→ WHAT THIS TASK INVOLVES
The result should be every line in the data below that carries the string "const".

→ MATERIAL SUPPLIED

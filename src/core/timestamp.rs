//! Timestamp formatting utilities

use chrono::{DateTime, SecondsFormat, Utc};
use serde::{Deserialize, Serialize};

/// Timestamp format options for log output.
///
/// The default is RFC 3339 with nanosecond precision in UTC, e.g.
/// `2025-01-08T10:30:45.123456789Z`.
#[derive(Debug, Clone, Default, PartialEq, Eq, Serialize, Deserialize)]
pub enum TimestampFormat {
    /// RFC 3339 UTC with nanoseconds: `2025-01-08T10:30:45.123456789Z`
    #[default]
    Rfc3339Nano,

    /// RFC 3339 UTC with milliseconds: `2025-01-08T10:30:45.123Z`
    Rfc3339Millis,

    /// Unix timestamp in milliseconds: `1736332245123`
    UnixMillis,

    /// Custom strftime format string
    Custom(String),
}

impl TimestampFormat {
    /// Format a `DateTime<Utc>` according to this format
    #[must_use]
    pub fn format(&self, datetime: &DateTime<Utc>) -> String {
        match self {
            TimestampFormat::Rfc3339Nano => {
                datetime.to_rfc3339_opts(SecondsFormat::Nanos, true)
            }
            TimestampFormat::Rfc3339Millis => {
                datetime.to_rfc3339_opts(SecondsFormat::Millis, true)
            }
            TimestampFormat::UnixMillis => datetime.timestamp_millis().to_string(),
            TimestampFormat::Custom(format_str) => datetime.format(format_str).to_string(),
        }
    }

    /// Format the current time
    #[must_use]
    pub fn now(&self) -> String {
        self.format(&Utc::now())
    }
}

#[cfg(test)]
mod tests {
    use super::*;
    use chrono::TimeZone;

    fn fixed_datetime() -> DateTime<Utc> {
        // 2025-01-08 10:30:45.123456789 UTC
        Utc.with_ymd_and_hms(2025, 1, 8, 10, 30, 45)
            .single()
            .expect("valid datetime")
            + chrono::Duration::nanoseconds(123_456_789)
    }

    #[test]
    fn test_rfc3339_nano_format() {
        let format = TimestampFormat::Rfc3339Nano;
        let result = format.format(&fixed_datetime());
        assert_eq!(result, "2025-01-08T10:30:45.123456789Z");
    }

    #[test]
    fn test_rfc3339_millis_format() {
        let format = TimestampFormat::Rfc3339Millis;
        let result = format.format(&fixed_datetime());
        assert_eq!(result, "2025-01-08T10:30:45.123Z");
    }

    #[test]
    fn test_unix_millis_format() {
        let format = TimestampFormat::UnixMillis;
        let result = format.format(&fixed_datetime());
        let parsed: i64 = result.parse().expect("valid unix millis timestamp");
        assert_eq!(parsed, fixed_datetime().timestamp_millis());
    }

    #[test]
    fn test_custom_format() {
        let format = TimestampFormat::Custom("%Y/%m/%d %H:%M".to_string());
        let result = format.format(&fixed_datetime());
        assert_eq!(result, "2025/01/08 10:30");
    }

    #[test]
    fn test_default_is_rfc3339_nano() {
        assert_eq!(TimestampFormat::default(), TimestampFormat::Rfc3339Nano);
    }

    #[test]
    fn test_now_is_utc() {
        let result = TimestampFormat::Rfc3339Nano.now();
        assert!(result.ends_with('Z'));
        assert!(result.contains('T'));
    }
}
//! Sink trait for log output destinations

use super::severity::Severity;
use std::sync::Arc;

/// An output destination for formatted log lines.
///
/// A sink receives the original severity together with the already-formatted
/// line and delivers it somewhere as a side effect. Sinks take `&self` and
/// must be independently safe for concurrent invocation; stateful sinks
/// serialize their own writes with interior mutability.
///
/// Any `Fn(Severity, &str)` closure is a sink:
///
/// ```
/// use logz::prelude::*;
///
/// let logger = Logger::builder()
///     .sink_fn(|_level, line| println!("{}", line))
///     .build();
/// logger.info("hello");
/// ```
pub trait Sink: Send + Sync {
    fn write(&self, level: Severity, line: &str);
}

impl<F> Sink for F
where
    F: Fn(Severity, &str) + Send + Sync,
{
    fn write(&self, level: Severity, line: &str) {
        self(level, line)
    }
}

/// Shared handle to a sink, cheap to clone into combinators
pub type SharedSink = Arc<dyn Sink>;

#[cfg(test)]
mod tests {
    use super::*;
    use parking_lot::Mutex;

    #[test]
    fn test_closure_is_a_sink() {
        let captured: Arc<Mutex<Vec<String>>> = Arc::new(Mutex::new(Vec::new()));
        let captured_clone = Arc::clone(&captured);

        let sink = move |_level: Severity, line: &str| {
            captured_clone.lock().push(line.to_string());
        };
        sink.write(Severity::Info, "first");
        sink.write(Severity::Error, "second");

        assert_eq!(*captured.lock(), vec!["first", "second"]);
    }

    #[test]
    fn test_shared_sink_object() {
        let sink: SharedSink = Arc::new(|_level: Severity, _line: &str| {});
        sink.write(Severity::Debug, "ignored");
    }
}
//! Structured logging context for key-value fields

use serde::{Deserialize, Serialize};
use std::collections::HashMap;
use std::fmt;

/// Value type for structured logging fields
#[derive(Debug, Clone, PartialEq, Serialize, Deserialize)]
#[serde(untagged)]
pub enum FieldValue {
    String(String),
    Int(i64),
    Float(f64),
    Bool(bool),
    Null,
    Array(Vec<FieldValue>),
    Object(HashMap<String, FieldValue>),
}

impl fmt::Display for FieldValue {
    fn fmt(&self, f: &mut fmt::Formatter<'_>) -> fmt::Result {
        match self {
            FieldValue::String(s) => write!(f, "{}", s),
            FieldValue::Int(i) => write!(f, "{}", i),
            FieldValue::Float(fl) => write!(f, "{}", fl),
            FieldValue::Bool(b) => write!(f, "{}", b),
            FieldValue::Null => write!(f, "null"),
            FieldValue::Array(_) | FieldValue::Object(_) => {
                let json = serde_json::to_string(self).unwrap_or_default();
                write!(f, "{}", json)
            }
        }
    }
}

impl FieldValue {
    /// Convert to serde_json::Value for JSON serialization
    #[must_use]
    pub fn to_json_value(&self) -> serde_json::Value {
        match self {
            FieldValue::String(s) => serde_json::Value::String(s.clone()),
            FieldValue::Int(i) => serde_json::Value::Number((*i).into()),
            FieldValue::Float(f) => serde_json::Number::from_f64(*f)
                .map(serde_json::Value::Number)
                .unwrap_or(serde_json::Value::Null),
            FieldValue::Bool(b) => serde_json::Value::Bool(*b),
            FieldValue::Null => serde_json::Value::Null,
            FieldValue::Array(items) => {
                serde_json::Value::Array(items.iter().map(FieldValue::to_json_value).collect())
            }
            FieldValue::Object(map) => serde_json::Value::Object(
                map.iter()
                    .map(|(k, v)| (k.clone(), v.to_json_value()))
                    .collect(),
            ),
        }
    }
}

impl From<String> for FieldValue {
    fn from(s: String) -> Self {
        FieldValue::String(s)
    }
}

impl From<&str> for FieldValue {
    fn from(s: &str) -> Self {
        FieldValue::String(s.to_string())
    }
}

impl From<i64> for FieldValue {
    fn from(i: i64) -> Self {
        FieldValue::Int(i)
    }
}

impl From<i32> for FieldValue {
    fn from(i: i32) -> Self {
        FieldValue::Int(i as i64)
    }
}

impl From<u32> for FieldValue {
    fn from(i: u32) -> Self {
        FieldValue::Int(i as i64)
    }
}

impl From<f64> for FieldValue {
    fn from(f: f64) -> Self {
        FieldValue::Float(f)
    }
}

impl From<bool> for FieldValue {
    fn from(b: bool) -> Self {
        FieldValue::Bool(b)
    }
}

impl<V: Into<FieldValue>> From<Vec<V>> for FieldValue {
    fn from(items: Vec<V>) -> Self {
        FieldValue::Array(items.into_iter().map(Into::into).collect())
    }
}

/// Caller-supplied key-value data attached to a single log call.
///
/// Empty by default. Text mode serializes the whole map as one JSON blob;
/// JSON mode merges each key at the top level of the output object.
#[derive(Debug, Clone, Default, PartialEq, Serialize, Deserialize)]
pub struct Context {
    fields: HashMap<String, FieldValue>,
}

impl Context {
    /// Create a new empty context
    pub fn new() -> Self {
        Self {
            fields: HashMap::new(),
        }
    }

    /// Add a field, builder-style
    pub fn with_field<K, V>(mut self, key: K, value: V) -> Self
    where
        K: Into<String>,
        V: Into<FieldValue>,
    {
        self.fields.insert(key.into(), value.into());
        self
    }

    /// Add a field in place
    pub fn add_field<K, V>(&mut self, key: K, value: V)
    where
        K: Into<String>,
        V: Into<FieldValue>,
    {
        self.fields.insert(key.into(), value.into());
    }

    /// Get all fields
    pub fn fields(&self) -> &HashMap<String, FieldValue> {
        &self.fields
    }

    /// Check if the context has any fields
    pub fn is_empty(&self) -> bool {
        self.fields.is_empty()
    }

    /// Number of fields in the context
    pub fn len(&self) -> usize {
        self.fields.len()
    }

    /// Serialize the whole map as a single JSON object string.
    ///
    /// Best-effort: a serialization failure yields `None` and the caller
    /// drops the context segment rather than failing the log call.
    #[must_use]
    pub fn to_json_string(&self) -> Option<String> {
        serde_json::to_string(&self.fields).ok()
    }
}
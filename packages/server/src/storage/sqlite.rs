//! SQLite-backed storage implementation.
//!
//! Uses `rusqlite` (with bundled SQLite) wrapped in an `Arc<Mutex<Connection>>`
//! to satisfy the `Send + Sync` requirements. All blocking calls are offloaded
//! to a thread-pool via `tokio::task::spawn_blocking`.
//!
//! # Schema
//!
//! - `users` — one row per account; `role` is stored as an integer rank.
//! - `follows` — (follower, followee) edges with an `active` flag.
//!
//! Timestamps are stored as fixed-width RFC 3339 UTC strings, so lexicographic
//! comparison in SQL matches chronological order. The cooldown re-check in
//! [`credit_transfer`](Storage::credit_transfer) relies on this.

use std::sync::{Arc, Mutex};

use async_trait::async_trait;
use chrono::{DateTime, NaiveDate, SecondsFormat, Utc};
use parlor_api::Role;
use rusqlite::{params, Connection};

use super::{NewUser, ProfileUpdate, Storage, StorageError, UserRecord};

// ---------------------------------------------------------------------------
// Schema
// ---------------------------------------------------------------------------

const SCHEMA: &str = "
CREATE TABLE IF NOT EXISTS users (
    id           INTEGER PRIMARY KEY AUTOINCREMENT,
    uuid         TEXT NOT NULL UNIQUE,
    name         TEXT NOT NULL,
    about        TEXT NOT NULL DEFAULT '',
    avatar       INTEGER NOT NULL DEFAULT 0,
    credit       INTEGER NOT NULL DEFAULT 0,
    role         INTEGER NOT NULL DEFAULT 0,
    mode         TEXT NOT NULL DEFAULT '',
    room         TEXT NOT NULL DEFAULT '',
    last_checkin TEXT NOT NULL,
    block_until  TEXT
);

CREATE TABLE IF NOT EXISTS follows (
    follower   TEXT NOT NULL,
    followee   TEXT NOT NULL,
    active     INTEGER NOT NULL DEFAULT 1,
    created_at TEXT NOT NULL,
    PRIMARY KEY (follower, followee)
);
CREATE INDEX IF NOT EXISTS idx_follows_followee ON follows(followee);
";

// ---------------------------------------------------------------------------
// SqliteStorage
// ---------------------------------------------------------------------------

/// SQLite-backed implementation of [`Storage`].
///
/// Holds a single database connection protected by a `Mutex`. All operations
/// run inside `spawn_blocking` to avoid blocking the async runtime.
pub struct SqliteStorage {
    conn: Arc<Mutex<Connection>>,
}

impl SqliteStorage {
    /// Open (or create) the SQLite database at `path` and apply the schema.
    pub fn open(path: &str) -> Result<Self, rusqlite::Error> {
        let conn = Connection::open(path)?;
        conn.execute_batch(SCHEMA)?;
        Ok(Self {
            conn: Arc::new(Mutex::new(conn)),
        })
    }

    /// Open an in-memory SQLite database (data is lost when dropped).
    pub fn open_in_memory() -> Result<Self, rusqlite::Error> {
        let conn = Connection::open_in_memory()?;
        conn.execute_batch(SCHEMA)?;
        Ok(Self {
            conn: Arc::new(Mutex::new(conn)),
        })
    }
}

// ---------------------------------------------------------------------------
// Error conversions and row mapping
// ---------------------------------------------------------------------------

fn map_err(e: rusqlite::Error) -> StorageError {
    StorageError::Internal(e.to_string())
}

/// Fixed-width RFC 3339 UTC encoding (always six fractional digits, always
/// `Z`), so string order equals time order.
fn encode_ts(ts: DateTime<Utc>) -> String {
    ts.to_rfc3339_opts(SecondsFormat::Micros, true)
}

fn parse_ts(s: &str) -> rusqlite::Result<DateTime<Utc>> {
    DateTime::parse_from_rfc3339(s)
        .map(|dt| dt.with_timezone(&Utc))
        .map_err(|e| {
            rusqlite::Error::FromSqlConversionFailure(9, rusqlite::types::Type::Text, Box::new(e))
        })
}

fn parse_date(s: &str) -> rusqlite::Result<NaiveDate> {
    s.parse::<NaiveDate>().map_err(|e| {
        rusqlite::Error::FromSqlConversionFailure(10, rusqlite::types::Type::Text, Box::new(e))
    })
}

const USER_COLUMNS: &str =
    "id, uuid, name, about, avatar, credit, role, mode, room, last_checkin, block_until";

fn user_from_row(row: &rusqlite::Row<'_>) -> rusqlite::Result<UserRecord> {
    let last_checkin: String = row.get(9)?;
    let block_until: Option<String> = row.get(10)?;
    Ok(UserRecord {
        id: row.get(0)?,
        uuid: row.get(1)?,
        name: row.get(2)?,
        about: row.get(3)?,
        avatar: row.get(4)?,
        credit: row.get(5)?,
        role: Role::from_rank(row.get(6)?),
        mode: row.get(7)?,
        room: row.get(8)?,
        last_checkin: parse_ts(&last_checkin)?,
        block_until: block_until.as_deref().map(parse_date).transpose()?,
    })
}

fn fetch_user_by_uuid(conn: &Connection, uuid: &str) -> Result<Option<UserRecord>, StorageError> {
    let result = conn.query_row(
        &format!("SELECT {USER_COLUMNS} FROM users WHERE uuid = ?1"),
        params![uuid],
        user_from_row,
    );
    match result {
        Ok(user) => Ok(Some(user)),
        Err(rusqlite::Error::QueryReturnedNoRows) => Ok(None),
        Err(e) => Err(map_err(e)),
    }
}
//! Avatar blob storage.
//!
//! Uploaded avatars are stored under the key `"{user id}.jpg"`; clients
//! derive the fetch URL from the user's numeric id plus the avatar revision
//! counter. The server only ever writes blobs, so the trait is a single
//! `put`.
//!
//! # Implementations
//!
//! | Type | When to use |
//! |------|-------------|
//! | [`MemoryBlobStore`] | Tests, conformance suite, ephemeral deployments |
//! | [`HttpBlobStore`] | Production; PUTs to an object-store gateway |

use std::collections::HashMap;
use std::sync::RwLock;

use async_trait::async_trait;
use bytes::Bytes;

// ---------------------------------------------------------------------------
// BlobError
// ---------------------------------------------------------------------------

/// Errors that blob writes can return.
#[derive(Debug, thiserror::Error)]
pub enum BlobError {
    /// The backend answered with a non-success status.
    #[error("blob backend rejected {key}: status {status}")]
    Rejected { key: String, status: u16 },

    /// The backend could not be reached.
    #[error("blob transport error: {0}")]
    Transport(String),
}

// ---------------------------------------------------------------------------
// BlobStore trait
// ---------------------------------------------------------------------------

/// Write-only blob sink for avatar images.
#[async_trait]
pub trait BlobStore: Send + Sync + 'static {
    /// Store `data` under `key`, replacing any previous content.
    async fn put(&self, key: &str, data: Bytes, content_type: &str) -> Result<(), BlobError>;
}

// ---------------------------------------------------------------------------
// MemoryBlobStore
// ---------------------------------------------------------------------------

/// In-memory blob sink. Keeps `(content_type, bytes)` per key so tests can
/// assert on what was uploaded.
#[derive(Default)]
pub struct MemoryBlobStore {
    blobs: RwLock<HashMap<String, (String, Bytes)>>,
}

impl MemoryBlobStore {
    pub fn new() -> Self {
        Self::default()
    }

    /// Read back a stored blob. Test-side accessor, not part of the trait.
    pub fn get(&self, key: &str) -> Option<(String, Bytes)> {
        self.blobs.read().unwrap().get(key).cloned()
    }
}

#[async_trait]
impl BlobStore for MemoryBlobStore {
    async fn put(&self, key: &str, data: Bytes, content_type: &str) -> Result<(), BlobError> {
        self.blobs
            .write()
            .unwrap()
            .insert(key.to_string(), (content_type.to_string(), data));
        Ok(())
    }
}

// ---------------------------------------------------------------------------
// HttpBlobStore
// ---------------------------------------------------------------------------

/// Blob sink backed by an HTTP object-store gateway. Each write is a
/// `PUT {base}/{key}` with the blob as the request body.
pub struct HttpBlobStore {
    base: String,
    client: reqwest::Client,
}

impl HttpBlobStore {
    pub fn new(base: impl Into<String>) -> Self {
        Self {
            base: base.into().trim_end_matches('/').to_string(),
            client: reqwest::Client::new(),
        }
    }
}

#[async_trait]
impl BlobStore for HttpBlobStore {
    async fn put(&self, key: &str, data: Bytes, content_type: &str) -> Result<(), BlobError> {
        let url = format!("{}/{}", self.base, key);
        let response = self
            .client
            .put(&url)
            .header(reqwest::header::CONTENT_TYPE, content_type)
            .body(data)
            .send()
            .await
            .map_err(|e| BlobError::Transport(e.to_string()))?;

        if !response.status().is_success() {
            return Err(BlobError::Rejected {
                key: key.to_string(),
                status: response.status().as_u16(),
            });
        }
        Ok(())
    }
}

// ---------------------------------------------------------------------------
// Tests
// ---------------------------------------------------------------------------
//! User lookup handlers.
//!
//! - `GET /api/v1/user/{id}`     — a user's profile with follow context.
//! - `GET /api/v1/latest_users`  — the newest accounts, newest first.

use axum::{
    extract::{Path, State},
    Json,
};
use parlor_api::{PublicUser, UserProfile};

use crate::error::AppError;
use crate::middleware::auth::{OptionalAuth, RequireAuth};

use super::AppState;

/// `GET /api/v1/user/{id}` — look up a user by numeric id.
///
/// The response merges the target's public fields with follow counts and the
/// two relationship flags relative to the caller: `isFollowing` (caller
/// follows the target) and `isFollower` (the target follows the caller).
/// Returns `404` for an unknown id.
pub async fn profile(
    State(state): State<AppState>,
    auth: RequireAuth,
    Path(id): Path<i64>,
) -> Result<Json<UserProfile>, AppError> {
    let target = state
        .storage
        .user_by_id(id)
        .await?
        .ok_or_else(|| AppError::NotFound(format!("user {id} not found")))?;

    let follower_count = state.storage.follower_count(&target.uuid).await?;
    let following_count = state.storage.following_count(&target.uuid).await?;
    let (is_following, is_follower) = state
        .storage
        .follows_between(&auth.user.uuid, &target.uuid)
        .await?;

    Ok(Json(UserProfile {
        user: target.public(),
        follower_count,
        following_count,
        is_following,
        is_follower,
    }))
}

/// `GET /api/v1/latest_users` — the ten newest accounts, newest first.
///
/// Authentication is optional; the listing is the same either way.
pub async fn latest(
    State(state): State<AppState>,
    _auth: OptionalAuth,
) -> Result<Json<Vec<PublicUser>>, AppError> {
    let records = state.storage.latest_users(10).await?;
    Ok(Json(records.iter().map(|r| r.public()).collect()))
}

// ---------------------------------------------------------------------------
// Tests
// ---------------------------------------------------------------------------
//! Request and response types for the parlor user API.
//!
//! This crate encodes the HTTP contract of the user service as Rust types.
//! The server crate builds its handlers on these, and the conformance suite
//! deserializes responses back into them.
//!
//! # Endpoints covered
//!
//! | Method | Path | Type |
//! |--------|------|------|
//! | GET | `/api/v1/user` | → [`PublicUser`] |
//! | POST | `/api/v1/user` | multipart `name`, `about`, `avatar?` → [`AccountResponse`] |
//! | GET | `/api/v1/user/{id}` | → [`UserProfile`] |
//! | GET | `/api/v1/latest_users` | → `Vec<`[`PublicUser`]`>` |
//! | POST | `/api/v1/change_room` | [`ChangeRoomRequest`] → `"ok"` |
//! | POST | `/api/v1/thank_user` | [`ThankRequest`] → [`ThankResponse`] |
//! | POST | `/api/v1/block_user` | [`ModerationRequest`] → message |
//! | POST | `/api/v1/unblock_user` | [`ModerationRequest`] → message |

pub mod error;
pub mod user;

pub use error::ErrorResponse;
pub use user::{
    AccountResponse, ChangeRoomRequest, ModerationRequest, PublicUser, Role, ThankRequest,
    ThankResponse, UserProfile,
};
// ---------------------------------------------------------------------------
// User lookup
// ---------------------------------------------------------------------------

#[tokio::test]
async fn profile_shows_counts_and_relationship() {
    let server = spawn_server().await;
    let client = make_client();
    let (viewer, viewer_token) = seed_user(&server, NewUser::new("u-a", "Ada")).await;
    let (target, _) = seed_user(&server, NewUser::new("u-b", "Brin")).await;

    server
        .storage
        .put_follow(&viewer.uuid, &target.uuid)
        .await
        .unwrap();

    let resp = client
        .get(format!("{}/api/v1/user/{}", server.base_url, target.id))
        .header("token", &viewer_token)
        .send()
        .await
        .unwrap();
    assert_eq!(resp.status(), 200);
    let body: Value = resp.json().await.unwrap();
    assert_eq!(body["uuid"].as_str(), Some("u-b"));
    assert_eq!(body["followerCount"].as_i64(), Some(1));
    assert_eq!(body["followingCount"].as_i64(), Some(0));
    assert_eq!(body["isFollowing"].as_bool(), Some(true));
    assert_eq!(body["isFollower"].as_bool(), Some(false));
}

#[tokio::test]
async fn profile_unknown_id_returns_404() {
    let server = spawn_server().await;
    let client = make_client();
    let (_, token) = seed_user(&server, NewUser::new("u-a", "Ada")).await;

    let resp = client
        .get(format!("{}/api/v1/user/4242", server.base_url))
        .header("token", &token)
        .send()
        .await
        .unwrap();
    assert_eq!(resp.status(), 404);
    let body: Value = resp.json().await.unwrap();
    assert_eq!(body["code"].as_str(), Some("not_found"));
}

#[tokio::test]
async fn latest_users_caps_at_ten_newest_first() {
    let server = spawn_server().await;
    let client = make_client();
    for i in 0..12 {
        server
            .storage
            .create_user(&NewUser::new(format!("u-{i}"), format!("user{i}")))
            .await
            .unwrap();
    }

    // No token: the listing is public.
    let resp = client
        .get(format!("{}/api/v1/latest_users", server.base_url))
        .send()
        .await
        .unwrap();
    assert_eq!(resp.status(), 200);
    let body: Value = resp.json().await.unwrap();
    let users = body.as_array().unwrap();
    assert_eq!(users.len(), 10);
    assert_eq!(users[0]["uuid"].as_str(), Some("u-11"));
    assert_eq!(users[9]["uuid"].as_str(), Some("u-2"));
}

// ---------------------------------------------------------------------------
// Thanks
// ---------------------------------------------------------------------------

#[tokio::test]
async fn thank_flow_transfers_and_rate_limits() {
    let server = spawn_server().await;
    let client = make_client();
    let (caller, caller_token) = seed_user(&server, thanker("u-a", "Ada")).await;
    let (target, _) = seed_user(
        &server,
        NewUser {
            credit: 5,
            ..NewUser::new("u-b", "Brin")
        },
    )
    .await;

    let resp = client
        .post(format!("{}/api/v1/thank_user", server.base_url))
        .header("token", &caller_token)
        .json(&serde_json::json!({ "userId": target.uuid }))
        .send()
        .await
        .unwrap();
    assert_eq!(resp.status(), 200);
    let body: Value = resp.json().await.unwrap();
    assert_eq!(body["credit"].as_i64(), Some(1));

    let stored_target = server.storage.user_by_uuid("u-b").await.unwrap().unwrap();
    assert_eq!(stored_target.credit, 8);

    // The caller's refreshed session shows the new balance.
    let body: Value = client
        .get(format!("{}/api/v1/user", server.base_url))
        .header("token", &caller_token)
        .send()
        .await
        .unwrap()
        .json()
        .await
        .unwrap();
    assert_eq!(body["credit"].as_i64(), Some(1));

    // A second thank inside the window is refused and changes nothing.
    let resp = client
        .post(format!("{}/api/v1/thank_user", server.base_url))
        .header("token", &caller_token)
        .json(&serde_json::json!({ "userId": target.uuid }))
        .send()
        .await
        .unwrap();
    assert_eq!(resp.status(), 429);
    let body: Value = resp.json().await.unwrap();
    assert_eq!(body["error"].as_str(), Some("Too soon"));

    let stored_caller = server.storage.user_by_uuid(&caller.uuid).await.unwrap().unwrap();
    assert_eq!(stored_caller.credit, 1);
}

→ THE ANSWER
const SCHEMA: &str = "
const USER_COLUMNS: &str =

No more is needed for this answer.